According to the data provided by OPD, the highest number of juvenile arrests for only marijuana possession was 63, in 2011. That same year, 397 adults were arrested for that reason. Rounding out the data, 38 juveniles and 412 adults were arrested in 2012, while 51 juveniles and 365 adults were arrested in 2013, where the only charge was for possession of cannabis.

Considering all of Orlando’s real problems, it’s not exactly the “top reform issue” locally based on the data. In other places, yes, arrests for marijuana possession are a terrible problem part of the failed war on drugs. But here in Orlando, not so much.

So why is Mayor Dyer finally decriminalizing possession of small amounts of marijuana in Orlando? Because it’s an easy political win that is not conceding much of anything.

Let’s be honest, there’s no surprise here. In fact, other cities around Florida have been leading the way on decriminalization efforts, including in South Florida, Volusia County and Tampa. This is a political wave sweeping the nation right now. Dyer and Orlando are actually behind the times on this. Local attorney and big Dyer supporter John Morgan has been pushing for marijuana reform and medical marijuana for literally years now. Orlando falling behind other cities does not line up with Dyer’s push to make Orlando a “city of the future.”

There’s nothing “new” to this issue, except maybe the news that the City of Orlando is merely voting on an ordinance to codify what was already being done by the Orlando Police Department. Based on the actual data from OPD, officers were usually just taking the marijuana and letting suspects go with a warning in most cases already. Let’s not forget, the Orlando police did not even investigate when Buddy Dyer’s son crashed into a house and a bong was found near the crash site.

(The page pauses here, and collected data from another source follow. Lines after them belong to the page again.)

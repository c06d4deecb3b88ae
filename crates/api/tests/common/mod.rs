#![allow(dead_code)]

use std::sync::Arc;

use axum::body::Body;
use axum::http::{Method, Request, Response};
use axum::Router;
use http_body_util::BodyExt;
use tower::ServiceExt;

use ludotheque_api::config::{ServerConfig, StorageBackend};
use ludotheque_api::router::build_app_router;
use ludotheque_api::state::AppState;
use ludotheque_db::store::{GameStore, MemoryGameStore};

/// Build a test `ServerConfig` with safe defaults.
///
/// Uses `http://localhost:5173` as CORS origin (matching the dev default),
/// the in-memory store and a static directory that does not exist.
pub fn test_config() -> ServerConfig {
    ServerConfig {
        host: "127.0.0.1".to_string(),
        port: 0,
        cors_origins: vec!["http://localhost:5173".to_string()],
        request_timeout_secs: 30,
        shutdown_timeout_secs: 30,
        storage: StorageBackend::Memory,
        database_url: None,
        static_dir: "tests/no-such-static-dir".to_string(),
    }
}

/// A fresh, empty in-memory store.
pub fn test_store() -> Arc<dyn GameStore> {
    Arc::new(MemoryGameStore::new())
}

/// Build the full application router over `store`, with the same middleware
/// stack production uses.
pub fn build_test_app(store: Arc<dyn GameStore>) -> Router {
    build_app_router(AppState { store }, &test_config())
}

pub async fn send(app: Router, method: Method, uri: &str, body: Body) -> Response<Body> {
    let request = Request::builder()
        .method(method)
        .uri(uri)
        .header("content-type", "application/json")
        .body(body)
        .unwrap();
    app.oneshot(request).await.unwrap()
}

pub async fn get(app: Router, uri: &str) -> Response<Body> {
    send(app, Method::GET, uri, Body::empty()).await
}

pub async fn delete(app: Router, uri: &str) -> Response<Body> {
    send(app, Method::DELETE, uri, Body::empty()).await
}

pub async fn post_json(app: Router, uri: &str, json: serde_json::Value) -> Response<Body> {
    send(app, Method::POST, uri, Body::from(json.to_string())).await
}

pub async fn put_json(app: Router, uri: &str, json: serde_json::Value) -> Response<Body> {
    send(app, Method::PUT, uri, Body::from(json.to_string())).await
}

pub async fn post_raw(app: Router, uri: &str, body: &'static str) -> Response<Body> {
    send(app, Method::POST, uri, Body::from(body)).await
}

/// Collect a response body and parse it as JSON.
pub async fn body_json(response: Response<Body>) -> serde_json::Value {
    let bytes = response.into_body().collect().await.unwrap().to_bytes();
    serde_json::from_slice(&bytes).unwrap()
}

/// Create a game through the API and return its JSON.
pub async fn create_game(store: &Arc<dyn GameStore>, json: serde_json::Value) -> serde_json::Value {
    let response = post_json(build_test_app(Arc::clone(store)), "/api/games", json).await;
    assert_eq!(response.status(), axum::http::StatusCode::CREATED);
    body_json(response).await
}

The proposed ordinance is a good start, certainly. But it’s not a big deal in any way. It’s a distraction for the public. If anything, now the City of Orlando will issue a citation, meaning fines and a database logging the activity.

Organize Now is only helping Dyer selfishly turn this no-brainer into a “social justice” issue for Orlando, all while Dyer pushes the gentrification of the African-American neighborhood Parramore, while Dyer builds industrial warehouses in protected environmental space near minority neighborhoods, and while Dyer completely refuses to acknowledge the ongoing police brutality and excessive force happening in our city, among many other real serious issues impacting the minority community. Also, Dyer’s Deputy Chief of Staff Heather Fagan was unaware of details regarding meetings or discussions with Organize Now’s Racial Justice Committee, meaning the impact of their discussions on Dyer’s decision was likely limited at best.

In reality, arrests made for only cannabis possession are a non-issue in Orlando. That’s why Chief Mina is supportive, while pointing out nothing will really change except the fine. “I support the proposed ordinance as our officers can still use their discretion and make arrests in certain situations,” Chief Mina said. “For example, a person who has a recent criminal history of sale and delivery of cannabis or another controlled substance would not be issued a code violation.”

“Again, our officers will still have discretion to arrest based on the current state law,” he added. “But the proposed ordinance gives our officers another option to help modify illegal behavior without subjecting that person to an arrest and criminal history.”